Based on observations made in CBP-S436A mice, islet Skp2 levels are not stimulated by the cAMP-CREB-CBP pathway. Exendin-4–stimulated Skp2 elevation was prevented by pharmacologic PI 3-kinase (Supplemental Fig. 1) but not by cAMP signaling inhibition, respectively. In summary, in Min6 cells, exendin-4 stimulates cyclin A2 transcription and protein levels by way of cAMP-PKA-CREB-CBP signaling. Skp2 is elevated via the PI 3-kinase pathway, consistent with previous observations (18).

CREB binds to cyclin A2 but not to D1 or D2 promoter CRE.

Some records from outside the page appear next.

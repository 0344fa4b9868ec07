//! Errors raised while assembling a server.

use gadget_config::ConfigError;
use gadget_kernel::KernelError;
use gadget_manager::GadgetError;
use thiserror::Error;

/// Result alias for server assembly.
pub type ServerResult<T> = Result<T, ServerError>;

/// Fatal errors raised while building or preparing a server.
#[derive(Debug, Error)]
pub enum ServerError {
    /// The configuration was rejected.
    #[error(transparent)]
    Config(#[from] ConfigError),

    /// The gadget manager could not be created.
    #[error("creating gadget manager: {0}")]
    Manager(#[from] GadgetError),

    /// The tool registry could not be built or prepared.
    #[error("preparing tool registry: {0}")]
    Registry(#[from] KernelError),
}
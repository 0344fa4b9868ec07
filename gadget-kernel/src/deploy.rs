//! The `ig_deploy` tool managing the gadget backend deployment.

use std::sync::Arc;

use async_trait::async_trait;
use gadget_tools::{
    Arguments, InputSchema, ReadOnlyHint, ToolDescriptor, ToolError, ToolHandler, ToolResponse,
    ToolResult,
};
use serde_json::Value;
use tracing::{debug, info};

use crate::action::{ACTION_ARG, Action, DeployAction, parse_action};
use crate::cluster::{
    ClusterClient, RELEASE_NAME, RELEASE_NAMESPACE, chart_reference, detect_deployment,
};
use crate::release::VersionResolver;

/// Name of the deployment tool.
pub const DEPLOY_TOOL_NAME: &str = "ig_deploy";

/// Callback run after a successful deployment to rebuild the catalog.
pub type Refresher = Arc<dyn Fn() + Send + Sync>;

/// Builds the deployment tool.
pub struct DeployTool {
    cluster: Arc<dyn ClusterClient>,
    resolver: Arc<dyn VersionResolver>,
    pinned_version: Option<String>,
    refresher: Refresher,
}

impl std::fmt::Debug for DeployTool {
    fn fmt(&self, f: &mut std::fmt::Formatter<'_>) -> std::fmt::Result {
        f.debug_struct("DeployTool")
            .field("pinned_version", &self.pinned_version)
            .finish_non_exhaustive()
    }
}

impl DeployTool {
    /// Creates the tool over a cluster client and version resolver.
    #[must_use]
    pub fn new(
        cluster: Arc<dyn ClusterClient>,
        resolver: Arc<dyn VersionResolver>,
        refresher: Refresher,
    ) -> Self {
        Self {
            cluster,
            resolver,
            pinned_version: None,
            refresher,
        }
    }

    /// Pins the chart version used when a call does not name one.
    #[must_use]
    pub fn with_pinned_version(mut self, version: Option<String>) -> Self {
        self.pinned_version = version.filter(|version| !version.is_empty());
        self
    }

    /// Converts the tool into a registrable descriptor.
    #[must_use]
    pub fn into_descriptor(self) -> ToolDescriptor {
        let schema = InputSchema::new()
            .enumeration(
                ACTION_ARG,
                "Lifecycle action to perform: deploy(deploy Inspektor Gadget), \
                 undeploy(undeploy Inspektor Gadget), upgrade(upgrade Inspektor Gadget), \
                 is_deployed(check if Inspektor Gadget is deployed)",
                DeployAction::ALL.iter().map(|action| action.as_str()),
            )
            .string(
                "chart_version",
                "Version of the Inspektor Gadget Helm chart to deploy, only set if user \
                 explicitly specifies a version",
            );
        ToolDescriptor::new(
            DEPLOY_TOOL_NAME,
            "Manage the deployment of Inspektor Gadget on target system",
            self,
        )
        .with_input_schema(schema)
        .with_read_only(ReadOnlyHint::Mutating)
    }

    async fn chart(&self, arguments: &Arguments) -> String {
        let explicit = arguments
            .get("chart_version")
            .and_then(Value::as_str)
            .filter(|version| !version.is_empty())
            .map(str::to_owned);
        let version = match explicit.or_else(|| self.pinned_version.clone()) {
            Some(version) => version,
            None => self.resolver.chart_version().await,
        };
        chart_reference(&version)
    }

    async fn deploy(&self, arguments: &Arguments) -> ToolResponse {
        let chart = self.chart(arguments).await;
        info!(chart = %chart, "deploying Inspektor Gadget");
        match self
            .cluster
            .install_chart(&chart, RELEASE_NAME, RELEASE_NAMESPACE)
            .await
        {
            Ok(summary) => {
                (self.refresher)();
                ToolResponse::text(summary)
            }
            Err(err) => ToolResponse::error(format!("failed to deploy Inspektor Gadget: {err}")),
        }
    }

    async fn undeploy(&self) -> ToolResponse {
        info!("undeploying Inspektor Gadget");
        match self
            .cluster
            .uninstall_chart(RELEASE_NAME, RELEASE_NAMESPACE)
            .await
        {
            Ok(summary) => ToolResponse::text(summary),
            Err(err) => ToolResponse::error(format!("failed to undeploy Inspektor Gadget: {err}")),
        }
    }

    async fn upgrade(&self, arguments: &Arguments) -> ToolResponse {
        let chart = self.chart(arguments).await;
        let exists = self
            .cluster
            .release_exists(RELEASE_NAME, RELEASE_NAMESPACE)
            .await;
        if !matches!(exists, Ok(true)) {
            debug!(?exists, "release lookup before upgrade");
            return ToolResponse::error(format!(
                "cannot upgrade Inspektor Gadget: helm release {RELEASE_NAME} in namespace \
                 {RELEASE_NAMESPACE} does not exist. Did you deploy it manually?"
            ));
        }

        info!(chart = %chart, "upgrading Inspektor Gadget");
        match self
            .cluster
            .upgrade_chart(&chart, RELEASE_NAME, RELEASE_NAMESPACE)
            .await
        {
            Ok(summary) => ToolResponse::text(summary),
            Err(err) => ToolResponse::error(format!("failed to upgrade Inspektor Gadget: {err}")),
        }
    }
}

#[async_trait]
impl ToolHandler for DeployTool {
    async fn call(&self, arguments: Arguments) -> ToolResult<ToolResponse> {
        let action = match parse_action::<DeployAction>(&arguments) {
            Ok(action) => action,
            Err(response) => return Ok(response),
        };

        let state = detect_deployment(self.cluster.as_ref())
            .await
            .map_err(|err| {
                ToolError::execution(format!("check if Inspektor Gadget is deployed: {err}"))
            })?;
        let deployed = state.is_deployed();
        debug!(%action, deployed, "handling deployment action");

        let response = match action {
            DeployAction::Deploy if deployed => {
                ToolResponse::error("Inspektor Gadget is already deployed")
            }
            DeployAction::Deploy => self.deploy(&arguments).await,
            DeployAction::Undeploy if !deployed => {
                ToolResponse::error("Inspektor Gadget is not deployed")
            }
            DeployAction::Undeploy => self.undeploy().await,
            DeployAction::Upgrade if !deployed => {
                ToolResponse::error("Inspektor Gadget is not deployed, cannot upgrade")
            }
            DeployAction::Upgrade => self.upgrade(&arguments).await,
            DeployAction::IsDeployed if deployed => ToolResponse::text("Inspektor Gadget is deployed"),
            DeployAction::IsDeployed => ToolResponse::text("Inspektor Gadget is not deployed"),
        };
        Ok(response)
    }
}

#[cfg(test)]
mod tests {
    use super::*;
    use std::sync::Mutex;
    use std::sync::atomic::{AtomicUsize, Ordering};

    use serde_json::json;

    use crate::cluster::GADGET_POD_SELECTOR;
    use crate::error::{KernelError, KernelResult};

    #[derive(Default)]
    struct FakeCluster {
        namespaces: Vec<&'static str>,
        release_exists: bool,
        fail_install: bool,
        chart_calls: AtomicUsize,
        charts: Mutex<Vec<String>>,
    }

    #[async_trait]
    impl ClusterClient for FakeCluster {
        async fn pod_namespaces(&self, selector: &str) -> KernelResult<Vec<String>> {
            assert_eq!(selector, GADGET_POD_SELECTOR);
            Ok(self.namespaces.iter().map(|ns| (*ns).to_owned()).collect())
        }

        async fn install_chart(&self, chart: &str, release: &str, namespace: &str) -> KernelResult<String> {
            self.chart_calls.fetch_add(1, Ordering::SeqCst);
            self.charts.lock().unwrap().push(chart.to_owned());
            if self.fail_install {
                return Err(KernelError::cluster("image pull backoff"));
            }
            Ok(format!("installed {release} in {namespace}"))
        }

        async fn uninstall_chart(&self, release: &str, _: &str) -> KernelResult<String> {
            self.chart_calls.fetch_add(1, Ordering::SeqCst);
            Ok(format!("uninstalled {release}"))
        }

        async fn upgrade_chart(&self, chart: &str, _: &str, _: &str) -> KernelResult<String> {
            self.chart_calls.fetch_add(1, Ordering::SeqCst);
            self.charts.lock().unwrap().push(chart.to_owned());
            Ok("upgraded".into())
        }

        async fn release_exists(&self, _: &str, _: &str) -> KernelResult<bool> {
            Ok(self.release_exists)
        }
    }

    struct FixedResolver(AtomicUsize);

    #[async_trait]
    impl VersionResolver for FixedResolver {
        async fn chart_version(&self) -> String {
            self.0.fetch_add(1, Ordering::SeqCst);
            "0.41.0".into()
        }
    }

    struct Harness {
        cluster: Arc<FakeCluster>,
        resolver: Arc<FixedResolver>,
        refreshes: Arc<AtomicUsize>,
        tool: ToolDescriptor,
    }

    fn harness(cluster: FakeCluster, pinned: Option<&str>) -> Harness {
        let cluster = Arc::new(cluster);
        let resolver = Arc::new(FixedResolver(AtomicUsize::new(0)));
        let refreshes = Arc::new(AtomicUsize::new(0));
        let counter = Arc::clone(&refreshes);
        let tool = DeployTool::new(
            cluster.clone(),
            resolver.clone(),
            Arc::new(move || {
                counter.fetch_add(1, Ordering::SeqCst);
            }),
        )
        .with_pinned_version(pinned.map(str::to_owned))
        .into_descriptor();
        Harness {
            cluster,
            resolver,
            refreshes,
            tool,
        }
    }

    fn args(value: Value) -> Arguments {
        value.as_object().cloned().unwrap()
    }

    #[tokio::test]
    async fn deploy_when_already_deployed_touches_no_chart() {
        let h = harness(
            FakeCluster {
                namespaces: vec!["gadget"],
                ..FakeCluster::default()
            },
            None,
        );

        let response = h.tool.call(args(json!({"action": "deploy"}))).await.unwrap();

        assert!(response.is_error());
        assert_eq!(response.content(), "Inspektor Gadget is already deployed");
        assert_eq!(h.cluster.chart_calls.load(Ordering::SeqCst), 0);
        assert_eq!(h.refreshes.load(Ordering::SeqCst), 0);
    }

    #[tokio::test]
    async fn deploy_resolves_version_and_refreshes() {
        let h = harness(FakeCluster::default(), None);

        let response = h.tool.call(args(json!({"action": "deploy"}))).await.unwrap();

        assert!(!response.is_error());
        assert_eq!(response.content(), "installed gadget in gadget");
        assert_eq!(
            h.cluster.charts.lock().unwrap().as_slice(),
            [chart_reference("0.41.0")]
        );
        assert_eq!(h.refreshes.load(Ordering::SeqCst), 1);
    }

    #[tokio::test]
    async fn explicit_version_beats_pin_and_resolver() {
        let h = harness(FakeCluster::default(), Some("0.40.0"));

        h.tool
            .call(args(json!({"action": "deploy", "chart_version": "0.39.1"})))
            .await
            .unwrap();
        assert_eq!(h.cluster.charts.lock().unwrap()[0], chart_reference("0.39.1"));
        assert_eq!(h.resolver.0.load(Ordering::SeqCst), 0);

        let pinned = harness(FakeCluster::default(), Some("0.40.0"));
        pinned.tool.call(args(json!({"action": "deploy"}))).await.unwrap();
        assert_eq!(pinned.cluster.charts.lock().unwrap()[0], chart_reference("0.40.0"));
        assert_eq!(pinned.resolver.0.load(Ordering::SeqCst), 0);
    }

    #[tokio::test]
    async fn failed_install_is_an_error_response_without_refresh() {
        let h = harness(
            FakeCluster {
                fail_install: true,
                ..FakeCluster::default()
            },
            None,
        );

        let response = h.tool.call(args(json!({"action": "deploy"}))).await.unwrap();

        assert!(response.is_error());
        assert!(response.content().starts_with("failed to deploy Inspektor Gadget:"));
        assert_eq!(h.refreshes.load(Ordering::SeqCst), 0);
    }

    #[tokio::test]
    async fn undeploy_and_upgrade_require_a_deployment() {
        let h = harness(FakeCluster::default(), None);

        let undeploy = h.tool.call(args(json!({"action": "undeploy"}))).await.unwrap();
        assert_eq!(undeploy.content(), "Inspektor Gadget is not deployed");
        let upgrade = h.tool.call(args(json!({"action": "upgrade"}))).await.unwrap();
        assert_eq!(upgrade.content(), "Inspektor Gadget is not deployed, cannot upgrade");
        assert_eq!(h.cluster.chart_calls.load(Ordering::SeqCst), 0);
    }

    #[tokio::test]
    async fn upgrade_requires_the_managed_release() {
        let manual = harness(
            FakeCluster {
                namespaces: vec!["kube-system"],
                ..FakeCluster::default()
            },
            None,
        );
        let response = manual.tool.call(args(json!({"action": "upgrade"}))).await.unwrap();
        assert!(response.is_error());
        assert!(response.content().contains("Did you deploy it manually?"));

        let managed = harness(
            FakeCluster {
                namespaces: vec!["gadget"],
                release_exists: true,
                ..FakeCluster::default()
            },
            None,
        );
        let response = managed.tool.call(args(json!({"action": "upgrade"}))).await.unwrap();
        assert_eq!(response.content(), "upgraded");
    }

    #[tokio::test]
    async fn ambiguous_deployment_is_a_tool_error() {
        let h = harness(
            FakeCluster {
                namespaces: vec!["gadget", "other"],
                ..FakeCluster::default()
            },
            None,
        );

        let err = h.tool.call(args(json!({"action": "is_deployed"}))).await.unwrap_err();
        assert!(err.to_string().contains("check if Inspektor Gadget is deployed"));
    }

    #[tokio::test]
    async fn is_deployed_reports_state() {
        let h = harness(
            FakeCluster {
                namespaces: vec!["gadget"],
                ..FakeCluster::default()
            },
            None,
        );
        let response = h.tool.call(args(json!({"action": "is_deployed"}))).await.unwrap();
        assert_eq!(response.content(), "Inspektor Gadget is deployed");
        assert_eq!(h.tool.read_only(), ReadOnlyHint::Mutating);
    }
}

Using ChIP, we examined whether CREB occupies endogenous promoter elements of cyclin A2 and cyclins D1 and D2, which have been reported to contain CRE elements. In exendin-4–stimulated Min6 cells, we detected CREB binding to the mouse CRE in insulin 1 and cyclin A2 promoters but not to CRE of cyclin D1 and D2 promoters (Supplemental Fig. 2). We did not detect any CREB binding in the absence of exendin-4 treatment of Min6 cells. This lack of basal binding may reflect the low sensitivity of the ChIP assay or may indicate that exendin-4 stimulation stabilizes a larger hetero-protein complex (19) surrounding CREB on the CRE elements of insulin-1 and cyclin A2 promoters.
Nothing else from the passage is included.